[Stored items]

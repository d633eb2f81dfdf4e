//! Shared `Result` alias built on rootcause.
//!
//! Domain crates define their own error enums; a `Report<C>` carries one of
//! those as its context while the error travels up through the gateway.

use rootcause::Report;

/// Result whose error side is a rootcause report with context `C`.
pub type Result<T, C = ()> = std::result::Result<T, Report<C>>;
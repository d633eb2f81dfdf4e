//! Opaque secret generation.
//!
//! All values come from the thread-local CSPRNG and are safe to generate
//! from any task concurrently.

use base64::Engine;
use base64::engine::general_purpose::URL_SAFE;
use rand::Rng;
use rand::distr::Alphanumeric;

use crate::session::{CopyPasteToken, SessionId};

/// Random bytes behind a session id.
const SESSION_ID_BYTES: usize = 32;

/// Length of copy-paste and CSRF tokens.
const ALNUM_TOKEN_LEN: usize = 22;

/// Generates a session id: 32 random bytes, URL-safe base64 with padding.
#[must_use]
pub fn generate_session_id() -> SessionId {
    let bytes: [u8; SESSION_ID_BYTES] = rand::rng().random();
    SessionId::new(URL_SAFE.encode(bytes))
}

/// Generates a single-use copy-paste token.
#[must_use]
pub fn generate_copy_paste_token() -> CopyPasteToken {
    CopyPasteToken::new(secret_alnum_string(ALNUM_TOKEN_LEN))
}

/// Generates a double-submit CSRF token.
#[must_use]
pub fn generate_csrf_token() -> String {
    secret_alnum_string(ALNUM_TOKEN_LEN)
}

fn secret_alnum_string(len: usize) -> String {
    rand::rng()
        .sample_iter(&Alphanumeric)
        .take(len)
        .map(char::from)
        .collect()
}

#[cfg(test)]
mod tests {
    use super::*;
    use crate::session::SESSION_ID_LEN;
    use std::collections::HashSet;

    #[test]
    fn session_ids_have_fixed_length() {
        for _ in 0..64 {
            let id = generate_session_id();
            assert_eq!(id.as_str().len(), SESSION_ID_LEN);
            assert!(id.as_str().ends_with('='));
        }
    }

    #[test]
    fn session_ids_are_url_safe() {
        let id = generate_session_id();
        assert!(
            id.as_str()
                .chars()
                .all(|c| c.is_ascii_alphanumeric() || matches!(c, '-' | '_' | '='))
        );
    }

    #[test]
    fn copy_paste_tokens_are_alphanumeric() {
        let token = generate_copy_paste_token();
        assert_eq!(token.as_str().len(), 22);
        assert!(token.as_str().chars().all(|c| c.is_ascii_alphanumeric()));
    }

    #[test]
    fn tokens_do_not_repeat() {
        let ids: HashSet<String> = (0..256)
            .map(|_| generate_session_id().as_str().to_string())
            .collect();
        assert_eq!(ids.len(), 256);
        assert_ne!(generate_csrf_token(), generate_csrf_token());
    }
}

...

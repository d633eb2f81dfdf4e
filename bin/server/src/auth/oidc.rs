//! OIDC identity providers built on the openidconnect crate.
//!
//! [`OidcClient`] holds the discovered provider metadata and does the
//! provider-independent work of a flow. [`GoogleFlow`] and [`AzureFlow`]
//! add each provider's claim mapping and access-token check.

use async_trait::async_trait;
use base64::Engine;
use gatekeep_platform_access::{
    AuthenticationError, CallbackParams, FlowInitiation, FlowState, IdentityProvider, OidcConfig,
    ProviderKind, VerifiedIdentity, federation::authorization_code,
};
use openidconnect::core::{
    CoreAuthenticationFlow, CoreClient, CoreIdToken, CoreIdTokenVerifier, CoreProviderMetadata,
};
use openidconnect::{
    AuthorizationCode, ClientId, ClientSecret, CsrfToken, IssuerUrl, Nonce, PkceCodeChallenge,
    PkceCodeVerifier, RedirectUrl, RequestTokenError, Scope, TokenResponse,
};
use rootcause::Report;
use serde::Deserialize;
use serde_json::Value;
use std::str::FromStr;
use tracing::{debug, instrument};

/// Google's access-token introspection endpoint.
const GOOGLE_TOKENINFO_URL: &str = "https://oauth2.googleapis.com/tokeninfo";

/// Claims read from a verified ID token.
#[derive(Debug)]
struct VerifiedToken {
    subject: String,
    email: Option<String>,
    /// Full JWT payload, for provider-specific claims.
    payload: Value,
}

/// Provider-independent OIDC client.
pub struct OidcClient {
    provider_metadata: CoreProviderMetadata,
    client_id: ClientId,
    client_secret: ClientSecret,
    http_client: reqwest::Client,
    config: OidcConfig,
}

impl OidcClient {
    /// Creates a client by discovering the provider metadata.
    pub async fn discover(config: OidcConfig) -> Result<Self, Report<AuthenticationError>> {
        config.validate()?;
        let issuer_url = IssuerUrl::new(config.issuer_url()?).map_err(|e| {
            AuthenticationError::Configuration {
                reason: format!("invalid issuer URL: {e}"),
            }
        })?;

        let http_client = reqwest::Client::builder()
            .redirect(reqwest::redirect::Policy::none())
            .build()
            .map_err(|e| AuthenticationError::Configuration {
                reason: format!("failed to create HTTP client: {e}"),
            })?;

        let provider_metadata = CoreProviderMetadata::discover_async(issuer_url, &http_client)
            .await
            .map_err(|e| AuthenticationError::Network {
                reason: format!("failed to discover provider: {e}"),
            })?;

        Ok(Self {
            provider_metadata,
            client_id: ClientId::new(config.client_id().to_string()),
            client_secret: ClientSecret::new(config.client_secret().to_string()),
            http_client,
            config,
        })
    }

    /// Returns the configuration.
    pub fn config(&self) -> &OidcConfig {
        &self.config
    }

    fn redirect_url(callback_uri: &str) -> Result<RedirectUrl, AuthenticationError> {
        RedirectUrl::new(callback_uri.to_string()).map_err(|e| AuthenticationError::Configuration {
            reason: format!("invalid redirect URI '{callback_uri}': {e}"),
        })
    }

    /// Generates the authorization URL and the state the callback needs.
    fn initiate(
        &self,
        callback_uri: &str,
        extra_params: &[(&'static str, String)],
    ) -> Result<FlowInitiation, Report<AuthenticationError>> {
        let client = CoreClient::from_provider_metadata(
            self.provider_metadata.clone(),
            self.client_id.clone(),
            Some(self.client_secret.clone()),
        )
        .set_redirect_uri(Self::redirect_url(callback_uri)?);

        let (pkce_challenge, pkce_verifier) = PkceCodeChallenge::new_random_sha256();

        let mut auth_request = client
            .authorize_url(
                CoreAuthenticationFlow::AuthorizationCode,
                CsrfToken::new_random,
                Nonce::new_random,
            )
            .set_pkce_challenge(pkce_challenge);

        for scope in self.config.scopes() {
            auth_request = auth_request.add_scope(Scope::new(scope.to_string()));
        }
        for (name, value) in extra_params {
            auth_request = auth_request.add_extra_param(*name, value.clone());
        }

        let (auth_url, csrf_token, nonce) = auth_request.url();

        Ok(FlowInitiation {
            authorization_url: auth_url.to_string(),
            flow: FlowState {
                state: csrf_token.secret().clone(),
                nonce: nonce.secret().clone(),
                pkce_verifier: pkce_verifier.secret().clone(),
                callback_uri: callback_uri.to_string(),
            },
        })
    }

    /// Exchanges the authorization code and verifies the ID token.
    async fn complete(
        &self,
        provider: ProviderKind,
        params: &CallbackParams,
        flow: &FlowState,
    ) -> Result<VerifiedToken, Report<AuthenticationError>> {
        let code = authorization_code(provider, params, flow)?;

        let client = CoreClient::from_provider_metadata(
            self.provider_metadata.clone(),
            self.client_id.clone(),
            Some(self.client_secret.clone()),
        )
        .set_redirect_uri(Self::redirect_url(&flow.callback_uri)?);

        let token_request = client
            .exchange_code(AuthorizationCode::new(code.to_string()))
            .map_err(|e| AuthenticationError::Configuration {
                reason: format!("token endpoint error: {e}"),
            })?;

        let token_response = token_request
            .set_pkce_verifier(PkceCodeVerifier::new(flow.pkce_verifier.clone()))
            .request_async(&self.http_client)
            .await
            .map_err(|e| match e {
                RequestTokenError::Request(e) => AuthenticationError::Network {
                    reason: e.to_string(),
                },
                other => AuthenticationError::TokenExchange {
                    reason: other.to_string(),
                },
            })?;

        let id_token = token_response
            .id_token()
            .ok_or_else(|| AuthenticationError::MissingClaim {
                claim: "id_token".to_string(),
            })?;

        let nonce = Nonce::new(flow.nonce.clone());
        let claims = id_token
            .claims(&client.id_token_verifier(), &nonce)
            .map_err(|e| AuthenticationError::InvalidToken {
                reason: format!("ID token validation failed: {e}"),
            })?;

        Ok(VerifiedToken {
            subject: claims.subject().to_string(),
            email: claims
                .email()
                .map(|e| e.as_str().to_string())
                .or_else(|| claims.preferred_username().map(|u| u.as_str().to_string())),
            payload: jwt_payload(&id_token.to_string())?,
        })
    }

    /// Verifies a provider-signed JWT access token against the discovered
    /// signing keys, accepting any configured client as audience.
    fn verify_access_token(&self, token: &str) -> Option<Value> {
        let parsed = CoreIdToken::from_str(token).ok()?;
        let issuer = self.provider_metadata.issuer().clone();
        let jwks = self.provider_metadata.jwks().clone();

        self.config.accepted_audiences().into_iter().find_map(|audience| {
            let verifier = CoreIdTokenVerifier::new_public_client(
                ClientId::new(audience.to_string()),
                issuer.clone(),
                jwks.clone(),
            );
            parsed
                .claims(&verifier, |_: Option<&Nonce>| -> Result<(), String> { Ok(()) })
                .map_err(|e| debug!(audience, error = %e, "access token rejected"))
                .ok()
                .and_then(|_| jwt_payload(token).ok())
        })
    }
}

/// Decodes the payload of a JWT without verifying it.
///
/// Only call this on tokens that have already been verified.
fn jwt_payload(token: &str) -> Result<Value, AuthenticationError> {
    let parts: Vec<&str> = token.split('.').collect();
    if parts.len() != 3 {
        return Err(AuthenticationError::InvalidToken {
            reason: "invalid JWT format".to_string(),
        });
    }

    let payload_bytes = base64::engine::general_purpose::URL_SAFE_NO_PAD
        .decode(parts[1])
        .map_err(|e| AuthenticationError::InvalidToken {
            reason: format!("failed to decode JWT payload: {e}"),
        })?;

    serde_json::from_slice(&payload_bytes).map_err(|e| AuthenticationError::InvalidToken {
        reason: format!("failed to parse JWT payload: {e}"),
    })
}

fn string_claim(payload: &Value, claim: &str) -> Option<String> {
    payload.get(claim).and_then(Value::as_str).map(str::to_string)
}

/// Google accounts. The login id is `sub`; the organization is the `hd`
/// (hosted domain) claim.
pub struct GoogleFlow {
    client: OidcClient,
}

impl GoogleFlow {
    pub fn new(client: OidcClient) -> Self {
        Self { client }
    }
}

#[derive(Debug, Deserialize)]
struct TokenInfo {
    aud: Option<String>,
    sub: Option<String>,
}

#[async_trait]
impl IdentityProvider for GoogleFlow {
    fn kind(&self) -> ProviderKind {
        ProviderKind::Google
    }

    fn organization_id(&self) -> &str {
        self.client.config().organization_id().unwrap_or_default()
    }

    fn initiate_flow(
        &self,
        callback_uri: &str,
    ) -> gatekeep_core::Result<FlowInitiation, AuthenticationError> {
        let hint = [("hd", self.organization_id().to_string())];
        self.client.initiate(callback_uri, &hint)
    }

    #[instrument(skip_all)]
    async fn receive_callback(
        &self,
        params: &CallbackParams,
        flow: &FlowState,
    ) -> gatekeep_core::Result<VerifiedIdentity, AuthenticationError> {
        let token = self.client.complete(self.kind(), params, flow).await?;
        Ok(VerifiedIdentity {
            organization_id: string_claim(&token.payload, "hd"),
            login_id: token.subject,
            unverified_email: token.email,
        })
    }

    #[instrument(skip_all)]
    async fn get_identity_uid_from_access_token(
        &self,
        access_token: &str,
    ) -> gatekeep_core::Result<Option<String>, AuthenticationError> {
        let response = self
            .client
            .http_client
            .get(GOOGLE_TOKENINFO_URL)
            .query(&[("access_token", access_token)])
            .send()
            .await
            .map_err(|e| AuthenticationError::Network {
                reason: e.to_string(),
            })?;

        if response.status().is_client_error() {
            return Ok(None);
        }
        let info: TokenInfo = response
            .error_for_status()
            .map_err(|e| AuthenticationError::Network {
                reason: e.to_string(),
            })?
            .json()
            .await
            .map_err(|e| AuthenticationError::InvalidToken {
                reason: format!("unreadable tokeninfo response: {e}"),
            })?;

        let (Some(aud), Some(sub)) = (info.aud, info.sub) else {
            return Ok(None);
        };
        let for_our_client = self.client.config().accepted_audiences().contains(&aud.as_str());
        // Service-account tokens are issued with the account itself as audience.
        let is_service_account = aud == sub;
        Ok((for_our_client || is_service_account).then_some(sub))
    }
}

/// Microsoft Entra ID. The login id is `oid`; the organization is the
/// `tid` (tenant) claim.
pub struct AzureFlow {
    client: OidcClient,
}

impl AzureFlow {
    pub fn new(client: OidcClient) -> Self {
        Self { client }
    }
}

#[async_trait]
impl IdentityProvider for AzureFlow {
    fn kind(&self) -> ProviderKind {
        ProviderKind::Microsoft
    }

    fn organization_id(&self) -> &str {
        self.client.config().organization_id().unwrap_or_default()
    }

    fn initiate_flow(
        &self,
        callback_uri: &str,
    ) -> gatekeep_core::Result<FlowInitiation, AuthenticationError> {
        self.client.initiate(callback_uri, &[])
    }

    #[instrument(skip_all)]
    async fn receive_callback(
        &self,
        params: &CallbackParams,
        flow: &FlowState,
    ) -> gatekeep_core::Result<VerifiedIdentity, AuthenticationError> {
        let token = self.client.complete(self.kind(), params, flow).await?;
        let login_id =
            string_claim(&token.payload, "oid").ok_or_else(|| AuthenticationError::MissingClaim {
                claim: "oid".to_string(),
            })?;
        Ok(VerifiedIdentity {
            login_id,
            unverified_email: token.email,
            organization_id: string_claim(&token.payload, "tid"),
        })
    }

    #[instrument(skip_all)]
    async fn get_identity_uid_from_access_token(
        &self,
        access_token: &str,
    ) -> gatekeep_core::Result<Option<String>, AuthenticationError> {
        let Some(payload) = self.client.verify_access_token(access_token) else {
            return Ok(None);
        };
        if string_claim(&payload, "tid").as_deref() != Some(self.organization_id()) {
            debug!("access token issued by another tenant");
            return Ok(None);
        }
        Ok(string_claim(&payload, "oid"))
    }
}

> **What is expected**: The lines that contain the word "struct" are wanted; copy each of them from the records.

> **Worked solution**:
struct VerifiedToken {
pub struct OidcClient {
pub struct GoogleFlow {
struct TokenInfo {
pub struct AzureFlow {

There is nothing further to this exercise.